The Role of Leptospiral Proteins in Immune Evasion and Inflammatory Response Stimulation in HEK293T Cell Monolayers

Igor Rodolpho Matheus SilvaAline F TeixeiraAna Lucia Nascimento^*

• Butantan Institute, São Paulo, Brazil

Pathogenic Leptospira spp. are the causative agents of leptospirosis, a significant zoonotic disease that has emerged as a crucial public health concern. This study aims to evaluate the interactions of two L. interrogans proteins, LIC_10499 and LIC_12339, with host components as well as with endothelial and epithelial cells.
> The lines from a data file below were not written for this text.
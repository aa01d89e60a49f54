//! Command/query types and the handlers that bind them to [`core::BrokerCore`]
//! through the [`crate::bus::Bus`] (spec §4.1).
//!
//! `BrokerCore` already does the real work (validate, load aggregates,
//! invoke the provider context, persist, publish); everything in this module
//! is the thin `CommandHandler`/`QueryHandler` adapter the bus dispatches to,
//! one per recognized command/query name from spec §4.1's two lists.

pub mod core;

use async_trait::async_trait;
use std::collections::HashMap;
use std::sync::Arc;

use crate::bus::{Bus, Command, CommandHandler, Query, QueryHandler};
use crate::domain::{Machine, Request, Template};
use crate::error::Result;
use crate::provider::{HealthStatus, SelectionCriteria, SelectionPolicy};
use crate::template::validation::ValidationReport;

use self::core::BrokerCore;

// ---- Commands ---------------------------------------------------------

pub struct CreateRequest {
    pub template_id: String,
    pub machine_count: u32,
    pub tags: HashMap<String, String>,
    pub priority: i32,
    /// Optional caller-supplied idempotency key (spec §4.1/§8 at-most-once:
    /// repeated dispatches with the same id return the first's outcome
    /// instead of provisioning twice). `None` generates a fresh `req-<uuid>`.
    pub idempotency_key: Option<String>,
}
impl Command for CreateRequest {
    type Output = Request;
}

pub struct UpdateRequestStatus {
    pub request_id: String,
}
impl Command for UpdateRequestStatus {
    type Output = Request;
}

pub struct CompleteRequest {
    pub request_id: String,
}
impl Command for CompleteRequest {
    type Output = Request;
}

pub struct ReturnMachines {
    pub machine_ids: Vec<String>,
    pub tags: HashMap<String, String>,
    pub priority: i32,
    /// See [`CreateRequest::idempotency_key`].
    pub idempotency_key: Option<String>,
}
impl Command for ReturnMachines {
    type Output = Request;
}

pub struct UpdateMachineStatus {
    pub machine_id: String,
}
impl Command for UpdateMachineStatus {
    type Output = Machine;
}

pub struct CleanupMachineResources {
    pub request_id: String,
}
impl Command for CleanupMachineResources {
    type Output = ();
}

pub struct ValidateTemplateCommand {
    pub template: Template,
}
impl Command for ValidateTemplateCommand {
    type Output = ValidationReport;
}

pub struct CreateTemplate {
    pub template: Template,
}
impl Command for CreateTemplate {
    type Output = Template;
}

pub struct UpdateTemplate {
    pub template: Template,
}
impl Command for UpdateTemplate {
    type Output = Template;
}

pub struct DeleteTemplate {
    pub template_id: String,
}
impl Command for DeleteTemplate {
    type Output = bool;
}

pub struct SelectProviderStrategy {
    pub criteria: SelectionCriteria,
}
impl Command for SelectProviderStrategy {
    type Output = String;
}

pub struct ExecuteProviderOperation {
    pub strategy_name: String,
    pub instance_ids: Vec<String>,
}
impl Command for ExecuteProviderOperation {
    type Output = bool;
}

pub struct RegisterProviderStrategy {
    pub name: String,
    pub strategy: Arc<dyn crate::provider::ProviderStrategy>,
    pub provider_type: String,
    pub config: std::collections::HashMap<String, String>,
    pub capabilities: std::collections::HashSet<String>,
    pub priority: i32,
    pub weight: u32,
}
impl Command for RegisterProviderStrategy {
    type Output = ();
}

pub struct UpdateProviderHealth {
    pub name: String,
    pub health: HealthStatus,
}
impl Command for UpdateProviderHealth {
    type Output = ();
}

pub struct ConfigureProviderStrategy {
    pub policy: SelectionPolicy,
}
impl Command for ConfigureProviderStrategy {
    type Output = ();
}

// ---- Queries ------------------------------------------------------------

pub struct GetRequest {
    pub request_id: String,
}
impl Query for GetRequest {
    type Output = Option<Request>;
}

pub struct ListActiveRequests;
impl Query for ListActiveRequests {
    type Output = Vec<Request>;
}

pub struct GetRequestStatus {
    pub request_id: String,
}
impl Query for GetRequestStatus {
    type Output = Option<Request>;
}

pub struct GetMachine {
    pub machine_id: String,
}
impl Query for GetMachine {
    type Output = Option<Machine>;
}

pub struct ListMachinesByRequest {
    pub request_id: String,
}
impl Query for ListMachinesByRequest {
    type Output = Vec<Machine>;
}

pub struct GetActiveMachineCount;
impl Query for GetActiveMachineCount {
    type Output = u32;
}

pub struct ListTemplates;
impl Query for ListTemplates {
    type Output = Vec<Template>;
}

pub struct GetTemplate {
    pub template_id: String,
}
impl Query for GetTemplate {
    type Output = Template;
}

pub struct GetProviderHealth {
    pub name: String,
}
impl Query for GetProviderHealth {
    type Output = bool;
}

pub struct ListAvailableProviders;
impl Query for ListAvailableProviders {
    type Output = Vec<String>;
}

pub struct GetProviderCapabilities {
    pub name: String,
}
impl Query for GetProviderCapabilities {
    type Output = Option<std::collections::HashSet<String>>;
}

pub struct GetProviderMetrics {
    pub name: String,
}
impl Query for GetProviderMetrics {
    type Output = Option<(f64, std::time::Duration, usize)>;
}

pub struct GetProviderConfig {
    pub name: String,
}
impl Query for GetProviderConfig {
    type Output = Option<std::collections::HashMap<String, String>>;
}

pub struct ValidateTemplate {
    pub template: Template,
}
impl Query for ValidateTemplate {
    type Output = ValidationReport;
}

// ---- Handlers -------------------------------------------------------------
//
// Every handler is the same one-line shape: unpack the command/query, call
// the matching `BrokerCore` method. Registration happens once in
// `register_all`, in the teacher's "explicit wiring function" style (see
// spec §9's "no runtime reflection... a small code-generated registry or an
// explicit wiring function").

struct CoreHandler(Arc<BrokerCore>);

macro_rules! command_handler {
    ($cmd:ty, |$self:ident, $input:ident| $body:expr) => {
        #[async_trait]
        impl CommandHandler<$cmd> for CoreHandler {
            async fn handle(&$self, $input: $cmd) -> Result<<$cmd as Command>::Output> {
                $body
            }
        }
    };
}

macro_rules! query_handler {
    ($q:ty, |$self:ident, $input:ident| $body:expr) => {
        #[async_trait]
        impl QueryHandler<$q> for CoreHandler {
            async fn handle(&$self, $input: $q) -> Result<<$q as Query>::Output> {
                $body
            }
        }
    };
}

command_handler!(CreateRequest, |self, cmd| self
    .0
    .create_provision_request_with_id(cmd.idempotency_key, &cmd.template_id, cmd.machine_count, cmd.tags, cmd.priority)
    .await);

command_handler!(UpdateRequestStatus, |self, cmd| self.0.update_request_status(&cmd.request_id).await);

command_handler!(CompleteRequest, |self, cmd| self.0.complete_request(&cmd.request_id).await);

command_handler!(ReturnMachines, |self, cmd| self
    .0
    .create_return_request_with_id(cmd.idempotency_key, cmd.machine_ids, cmd.tags, cmd.priority)
    .await);

command_handler!(UpdateMachineStatus, |self, cmd| self.0.update_machine_status(&cmd.machine_id).await);

command_handler!(CleanupMachineResources, |self, cmd| self.0.cleanup_machine_resources(&cmd.request_id).await);

command_handler!(ValidateTemplateCommand, |self, cmd| Ok(self.0.validate_template(&cmd.template)));

command_handler!(CreateTemplate, |self, cmd| self.0.create_template(cmd.template).await);

command_handler!(UpdateTemplate, |self, cmd| self.0.update_template(cmd.template).await);

command_handler!(DeleteTemplate, |self, cmd| self.0.delete_template(&cmd.template_id).await);

command_handler!(SelectProviderStrategy, |self, cmd| self.0.select_provider_strategy(&cmd.criteria));

command_handler!(ExecuteProviderOperation, |self, cmd| self
    .0
    .execute_provider_operation(&cmd.strategy_name, cmd.instance_ids)
    .await);

#[async_trait]
impl CommandHandler<RegisterProviderStrategy> for CoreHandler {
    async fn handle(&self, cmd: RegisterProviderStrategy) -> Result<()> {
        self.0.register_provider_strategy(
            cmd.name,
            cmd.strategy,
            cmd.provider_type,
            cmd.config,
            cmd.capabilities,
            cmd.priority,
            cmd.weight,
        );
        Ok(())
    }
}

command_handler!(UpdateProviderHealth, |self, cmd| {
    self.0.update_provider_health(&cmd.name, cmd.health);
    Ok(())
});

command_handler!(ConfigureProviderStrategy, |self, cmd| {
    self.0.configure_provider_policy(cmd.policy);
    Ok(())
});

query_handler!(GetRequest, |self, q| self.0.get_request(&q.request_id).await);

query_handler!(ListActiveRequests, |self, _q| self.0.list_active_requests().await);

query_handler!(GetRequestStatus, |self, q| self.0.get_request(&q.request_id).await);

query_handler!(GetMachine, |self, q| self.0.get_machine(&q.machine_id).await);

query_handler!(ListMachinesByRequest, |self, q| self.0.list_machines_by_request(&q.request_id).await);

query_handler!(GetActiveMachineCount, |self, _q| self.0.get_active_machine_count().await);

query_handler!(ListTemplates, |self, _q| self.0.list_templates().await);

query_handler!(GetTemplate, |self, q| self.0.get_template(&q.template_id).await);

query_handler!(GetProviderHealth, |self, q| self.0.provider_health(&q.name).await);

query_handler!(ListAvailableProviders, |self, _q| Ok(self.0.list_available_providers()));

query_handler!(GetProviderCapabilities, |self, q| Ok(self.0.provider_capabilities(&q.name)));

query_handler!(GetProviderMetrics, |self, q| Ok(self.0.provider_metrics(&q.name)));

query_handler!(GetProviderConfig, |self, q| Ok(self.0.provider_config(&q.name)));

query_handler!(ValidateTemplate, |self, q| Ok(self.0.validate_template(&q.template)));

/// Register every recognized command and query (spec §4.1) against a single
/// shared [`BrokerCore`]. Registration order doesn't matter — the bus
/// resolves handlers lazily by type — but this is the one place that must
/// register all of them before the first dispatch.
pub fn register_all(bus: &mut Bus, core: Arc<BrokerCore>) {
    macro_rules! reg_cmd {
        ($cmd:ty) => {
            bus.register_command::<$cmd>(CoreHandler(core.clone()));
        };
    }
    macro_rules! reg_query {
        ($q:ty) => {
            bus.register_query::<$q>(CoreHandler(core.clone()));
        };
    }

    reg_cmd!(CreateRequest);
    reg_cmd!(UpdateRequestStatus);
    reg_cmd!(CompleteRequest);
    reg_cmd!(ReturnMachines);
    reg_cmd!(UpdateMachineStatus);
    reg_cmd!(CleanupMachineResources);
    reg_cmd!(ValidateTemplateCommand);
    reg_cmd!(CreateTemplate);
    reg_cmd!(UpdateTemplate);
    reg_cmd!(DeleteTemplate);
    reg_cmd!(SelectProviderStrategy);
    reg_cmd!(ExecuteProviderOperation);
    reg_cmd!(RegisterProviderStrategy);
    reg_cmd!(UpdateProviderHealth);
    reg_cmd!(ConfigureProviderStrategy);

    reg_query!(GetRequest);
    reg_query!(ListActiveRequests);
    reg_query!(GetRequestStatus);
    reg_query!(GetMachine);
    reg_query!(ListMachinesByRequest);
    reg_query!(GetActiveMachineCount);
    reg_query!(ListTemplates);
    reg_query!(GetTemplate);
    reg_query!(GetProviderHealth);
    reg_query!(ListAvailableProviders);
    reg_query!(GetProviderCapabilities);
    reg_query!(GetProviderMetrics);
    reg_query!(GetProviderConfig);
    reg_query!(ValidateTemplate);
}

#[cfg(test)]
mod tests {
    use super::*;
    use crate::domain::EventPublisher;
    use crate::provider::ProviderContext;
    use crate::repository::in_memory::InMemoryRepository;
    use crate::resilience::{CircuitBreakerConfig, ExponentialBackoffPolicy, TimeoutTable};
    use crate::template::TemplateConfigManager;
    use std::io::Write;
    use std::time::Duration;

    fn write_template_file(dir: &std::path::Path) {
        let mut f = std::fs::File::create(dir.join("templates.json")).unwrap();
        write!(
            f,
            r#"[{{"templateId": "t1", "image_id": "ami-0abc1234def567890",
                "subnet_ids": "subnet-aaaa1111bbbb2222c", "instance_type": "t3.medium",
                "max_number": 5}}]"#
        )
        .unwrap();
    }

    async fn bus_with_stub_core() -> (Bus, tempfile::TempDir) {
        let dir = tempfile::tempdir().unwrap();
        write_template_file(dir.path());

        let templates = Arc::new(TemplateConfigManager::new(dir.path().to_path_buf(), vec![], Duration::from_secs(60)));
        let provider_context = Arc::new(ProviderContext::new(SelectionPolicy::FirstAvailable));

        let broker_core = Arc::new(BrokerCore::new(
            "aws",
            templates,
            Arc::new(InMemoryRepository::new()),
            Arc::new(InMemoryRepository::new()),
            Arc::new(InMemoryRepository::new()),
            provider_context,
            EventPublisher::default(),
            ExponentialBackoffPolicy::new(2).with_base(Duration::from_millis(1)),
            TimeoutTable::default(),
            CircuitBreakerConfig::default(),
        ));

        let mut bus = Bus::new();
        register_all(&mut bus, broker_core);
        (bus, dir)
    }

    #[tokio::test]
    async fn get_template_query_dispatches_through_the_bus() {
        let (bus, _dir) = bus_with_stub_core().await;
        let template = bus.query(GetTemplate { template_id: "t1".to_string() }).await.unwrap();
        assert_eq!(template.template_id, "t1");
    }

    #[tokio::test]
    async fn list_available_providers_starts_empty_until_registered() {
        let (bus, _dir) = bus_with_stub_core().await;
        let providers = bus.query(ListAvailableProviders).await.unwrap();
        assert!(providers.is_empty());
    }

    #[tokio::test]
    async fn zero_machine_count_create_request_is_rejected_through_the_bus() {
        let (bus, _dir) = bus_with_stub_core().await;
        let result = bus
            .dispatch(CreateRequest {
                template_id: "t1".to_string(),
                machine_count: 0,
                tags: HashMap::new(),
                priority: 0,
                idempotency_key: None,
            })
            .await;
        assert!(result.is_err());
    }

    #[tokio::test]
    async fn create_request_with_same_idempotency_key_is_a_single_persisted_request() {
        let (bus, _dir) = bus_with_stub_core().await;
        let cmd = || CreateRequest {
            template_id: "t1".to_string(),
            machine_count: 1,
            tags: HashMap::new(),
            priority: 0,
            idempotency_key: Some("req-fixed-key".to_string()),
        };

        // No provider is registered in `bus_with_stub_core`, so the first
        // dispatch fails provisioning (and persists a FAILED request under
        // the key). The second dispatch must find that persisted outcome
        // and return it rather than re-attempting provisioning.
        let first = bus.dispatch(cmd()).await;
        assert!(first.is_err());

        let second = bus.dispatch(cmd()).await.unwrap();
        assert_eq!(second.request_id, "req-fixed-key");

        let get = bus.query(GetRequest { request_id: "req-fixed-key".to_string() }).await.unwrap();
        assert_eq!(get.unwrap().request_id, second.request_id);
    }
}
The coding sequences (CDSs) for LIC_10499 and LIC_12339 were cloned, expressed in Escherichia coli, and successfully purified from inclusion bodies. Both recombinant proteins demonstrated interactions with fibronectin, fibrinogen, and plasminogen (PLG). Notably, these proteins were capable of sequestering PLG from normal human serum (NHS). In the presence of an activator, the bound PLG is converted to plasmin (PLA), a broad-spectrum protease involved in pathogen invasion and immune evasion. Additionally, LIC_10499 and LIC_12339 were found to bind to complement system regulators, including factor H and C4b-binding protein, as well as to components C7, C8, and C9. We observed that the formation of C9 complexes was inhibited in the presence of recombinant proteins, and a higher survival rate of E. coli was noted when the proteins were incubated with NHS. The protein rLIC_10499 was able to bind to both monolayer and suspension cells of HMEC, Ea.hy926, and HEK293T, whereas rLIC_12339 only bound to HEK293T suspension cells. A significant production of IFN-γ was detected after 24 h when HEK293T epithelial cells were incubated with rLIC_10499, while a modest production of IL-6 and IL-8 was observed. No cytokine production occurred when HEK293T cells were stimulated with rLIC_12339. Collectively, these findings suggest that these proteins play a role in leptospiral immune evasion and have the potential to induce an inflammatory response in host cell monolayers.